Spotlight on Innovations and Achievements: Thrive Alliance
We're highlighting the cutting-edge programs and successful strategies used by 2018 recipients of n4a's Aging Innovations and Achievement Awards in this weekly spotlight feature. This week we're focusing on Thrive Alliance's Relative Caregiver Support Group, Achievement winner in the Caregiving category.
Thrive Alliance developed a support group for relatives who are raising the children of family members to provide them with a venue to ensure that they focus on their own health and opportunities to connect with others who are in similar situations. The monthly meetings of the Relative Caregiver Support Group include an educational seminar, therapist-facilitated conversation, evening meals and childcare. Older children who attend also have the opportunity to participate in therapist-facilitated conversations.
The Relative Caregiver Support Group started with just one conversation. A grandparent raising her grandson mentioned that she was struggling and could not find any information about community resources, services and support for her situation.
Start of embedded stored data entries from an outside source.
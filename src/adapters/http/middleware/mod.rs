//! HTTP middleware for axum.
//!
//! - `auth` - Caller identity extractors

pub mod auth;

pub use auth::{AuthRejection, AuthenticatedUser, RequireAuth};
Christina Rajanyakam, Thrive Alliance's Family Caregiver Services Coordinator, met with a key individual from the school corporation, Bartholomew Consolidated School Corporation (BCSC), who mentioned that he saw the growing need in their community for services and supports to grandparents and relatives raising children. BCSC reports that about six percent of middle and high school students live in homes where the primary householder is someone other than their parents—and in most of these homes the grandparent or great-grandparent is the primary householder.
Thrive Alliance started its first support group for relative caregivers in January 2017 when it received a grant from the United Way of Bartholomew County to provide services to relative caregivers. Thrive Alliance has developed partnerships with several local organizations to help provide services and form a community-wide coalition. Agencies looking to replicate this program should consider that a community-wide coalition could help tremendously to implement services for relative caregivers. Rajanayakam stated that there's an increased awareness at the federal level for the need to support grandparents raising children and there is also existing funding to provide Information & Referral, education and support. AAAs are well-positioned to provide these services through the Older Americans Act Title III E National Family Caregiver Support Program. Up to 10 percent of III E dollars may be spent by states (and thus AAAs) to support these grandparents and other older relative caregivers of children and youth.
As for accomplishments from the program, a 2017 Family Strengths Scale Assessment indicated that 71 percent of grandparents reported an improvement in knowledge about community resources and 57 percent saw an improvement in their ability to understand and better manage their emotions. Eleven families used the Thrive Alliance Caregiver Library to check out books about grief, grandfamilies and related topics.